## What you should do
Below are the entries; state how many of their lines contain the string "segments", and nothing more.

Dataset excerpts
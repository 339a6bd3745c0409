// Tue Jan 20 2026 - Alex

use super::args::{Args, CheckArgs, Command, MakeArgs, ScanArgs, ScanOptions, SignaturesArgs};
use crate::config::ScanConfig;
use crate::memory::{BinaryImage, Region, RegionScanner};
use crate::output::{render_signatures, ReportFormat, ScanReport};
use crate::pattern::{CompiledPattern, ParseError};
use crate::signature::{SignatureFile, SignatureGenerator, SignatureResolver};
use anyhow::Context;
use colored::Colorize;
use indicatif::{ProgressBar, ProgressStyle};
use std::path::Path;
use std::time::{Duration, Instant};

pub struct CommandHandler {
    format: ReportFormat,
    quiet: bool,
}

impl CommandHandler {
    pub fn new() -> Self {
        Self {
            format: ReportFormat::Text,
            quiet: false,
        }
    }

    pub fn execute(mut self, args: Args) -> anyhow::Result<()> {
        self.setup_logging(&args)?;

        if args.no_color {
            colored::control::set_override(false);
        }
        if args.json {
            self.format = ReportFormat::Json;
        }
        self.quiet = args.quiet || args.json;

        let config = match &args.config {
            Some(path) => ScanConfig::load(path)
                .with_context(|| format!("Failed to load config {}", path.display()))?,
            None => ScanConfig::default(),
        };

        match args.command {
            Command::Scan(scan_args) => self.handle_scan(scan_args, config),
            Command::Check(check_args) => self.handle_check(check_args),
            Command::Signatures(sig_args) => self.handle_signatures(sig_args, config),
            Command::Make(make_args) => self.handle_make(make_args, config),
        }
    }

    fn setup_logging(&self, args: &Args) -> anyhow::Result<()> {
        let level = match args.log_level.to_lowercase().as_str() {
            "trace" => log::LevelFilter::Trace,
            "debug" => log::LevelFilter::Debug,
            "info" => log::LevelFilter::Info,
            "warn" => log::LevelFilter::Warn,
            "error" => log::LevelFilter::Error,
            "off" => log::LevelFilter::Off,
            _ => log::LevelFilter::Info,
        };

        env_logger::Builder::new()
            .filter_level(level)
            .format_timestamp(None)
            .try_init()?;

        Ok(())
    }

    fn handle_scan(&self, args: ScanArgs, config: ScanConfig) -> anyhow::Result<()> {
        args.validate().map_err(|e| anyhow::anyhow!(e))?;

        let pattern = compile_or_explain(&args.pattern)?;

        let mut config = args.options.apply(config);
        if let Some(max_results) = args.max_results {
            config = config.with_max_results(max_results);
        }
        config.validate().map_err(|e| anyhow::anyhow!(e))?;

        let image = self.load_image(&args.input, &args.options)?;

        let spinner = self.spinner(&format!("Scanning for pattern: \"{}\"", pattern));
        let report = scan_report(&pattern, &image.regions(), config);

        if let Some(spinner) = spinner {
            spinner.finish_and_clear();
        }

        print!("{}", report.render(self.format)?);
        if self.format == ReportFormat::Json {
            println!();
        }

        Ok(())
    }

    fn handle_check(&self, args: CheckArgs) -> anyhow::Result<()> {
        let pattern = compile_or_explain(&args.pattern)?;

        if self.format == ReportFormat::Json {
            let report = ScanReport::new(&pattern, Vec::new(), 0, Duration::ZERO);
            println!("{}", serde_json::to_string_pretty(&report)?);
            return Ok(());
        }

        println!("{} {}", "[+]".green(), pattern.to_string().bold());
        println!(
            "    {} bytes, {} fixed, {} wildcard",
            pattern.len(),
            pattern.fixed_count(),
            pattern.wildcard_count()
        );
        match pattern.anchor() {
            Some(anchor) => println!("    anchored on {:02X} at index {}", anchor.byte, anchor.index),
            None => println!("    {}", "no fixed bytes, every offset matches".yellow()),
        }

        Ok(())
    }

    fn handle_signatures(&self, args: SignaturesArgs, config: ScanConfig) -> anyhow::Result<()> {
        args.validate().map_err(|e| anyhow::anyhow!(e))?;

        let config = args.options.apply(config);
        config.validate().map_err(|e| anyhow::anyhow!(e))?;

        let file = SignatureFile::load(&args.signatures)
            .with_context(|| format!("Failed to load {}", args.signatures.display()))?;
        let image = self.load_image(&args.input, &args.options)?;

        let spinner = self.spinner(&format!("Resolving {} signatures", file.len()));
        let resolver = SignatureResolver::new(config);
        let results = resolver.resolve_all(&file, &image.regions());

        if let Some(spinner) = spinner {
            spinner.finish_and_clear();
        }

        print!("{}", render_signatures(&results, self.format)?);
        if self.format == ReportFormat::Json {
            println!();
        }

        let resolved = results.iter().filter(|r| r.resolution.is_resolved()).count();
        if !self.quiet {
            let marker = if resolved == results.len() { "[+]".green() } else { "[!]".yellow() };
            eprintln!("{} Resolved {}/{} signatures", marker, resolved, results.len());
        }

        Ok(())
    }

    fn handle_make(&self, args: MakeArgs, config: ScanConfig) -> anyhow::Result<()> {
        args.validate().map_err(|e| anyhow::anyhow!(e))?;

        let config = args.options.apply(config);
        config.validate().map_err(|e| anyhow::anyhow!(e))?;

        let image = self.load_image(&args.input, &args.options)?;

        let spinner = self.spinner(&format!("Creating signature for 0x{:X}", args.address));
        let generator = SignatureGenerator::new(config).with_max_length(args.max_length);
        let result = generator.generate(&image.regions(), args.address);

        if let Some(spinner) = spinner {
            spinner.finish_and_clear();
        }

        let pattern = result.with_context(|| format!("Failed to create a signature for 0x{:X}", args.address))?;

        if self.format == ReportFormat::Json {
            let report = serde_json::json!({
                "address": args.address,
                "pattern": pattern.to_string(),
                "length": pattern.len(),
            });
            println!("{}", serde_json::to_string_pretty(&report)?);
        } else {
            println!("{} Generated Pattern: \"{}\"", "[+]".green(), pattern);
        }

        Ok(())
    }

    fn load_image(&self, path: &Path, options: &ScanOptions) -> anyhow::Result<BinaryImage> {
        if !self.quiet {
            eprintln!("{} Loading binary: {}", "[*]".blue(), path.display());
        }

        let image = if options.raw {
            BinaryImage::load_raw(path)
        } else {
            BinaryImage::load(path)
        }
        .with_context(|| format!("Failed to load binary {}", path.display()))?;

        if !self.quiet {
            eprintln!(
                "{} Loaded {:?} image with {} segments",
                "[+]".green(),
                image.format(),
                image.segments().len()
            );
        }

        Ok(image)
    }

    fn spinner(&self, message: &str) -> Option<ProgressBar> {
        if self.quiet {
            return None;
        }

        let spinner = ProgressBar::new_spinner();
        if let Ok(style) = ProgressStyle::default_spinner().template("{spinner:.green} [{elapsed_precise}] {msg}") {
            spinner.set_style(style);
        }
        spinner.set_message(message.to_string());
        spinner.enable_steady_tick(Duration::from_millis(100));
        Some(spinner)
    }
}

impl Default for CommandHandler {
    fn default() -> Self {
        Self::new()
    }
}

/// Scans `regions` and builds the report, listing up to `config.max_results` addresses while
/// still counting every match.
fn scan_report(pattern: &CompiledPattern, regions: &[Region<'_>], config: ScanConfig) -> ScanReport {
    let start = Instant::now();
    let (results, total) = RegionScanner::new(config).scan_with_total(pattern, regions);
    ScanReport::new(pattern, results, total, start.elapsed())
}

/// Compiles `source`, pointing at the offending token on failure.
fn compile_or_explain(source: &str) -> anyhow::Result<CompiledPattern> {
    CompiledPattern::compile(source).map_err(|e| {
        if let ParseError::InvalidToken { position, token, .. } = &e {
            eprintln!("    {}", source);
            eprintln!("    {}{}", caret_indent(source, *position), "^".repeat(token.chars().count()).red());
        }
        anyhow::Error::new(e).context("Invalid pattern")
    })
}

/// Blanks out `source` up to byte `position`, keeping its whitespace so tabs line up.
fn caret_indent(source: &str, position: usize) -> String {
    source.get(..position)
        .unwrap_or(source)
        .chars()
        .map(|c| if c.is_whitespace() { c } else { ' ' })
        .collect()
}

## Written solution
2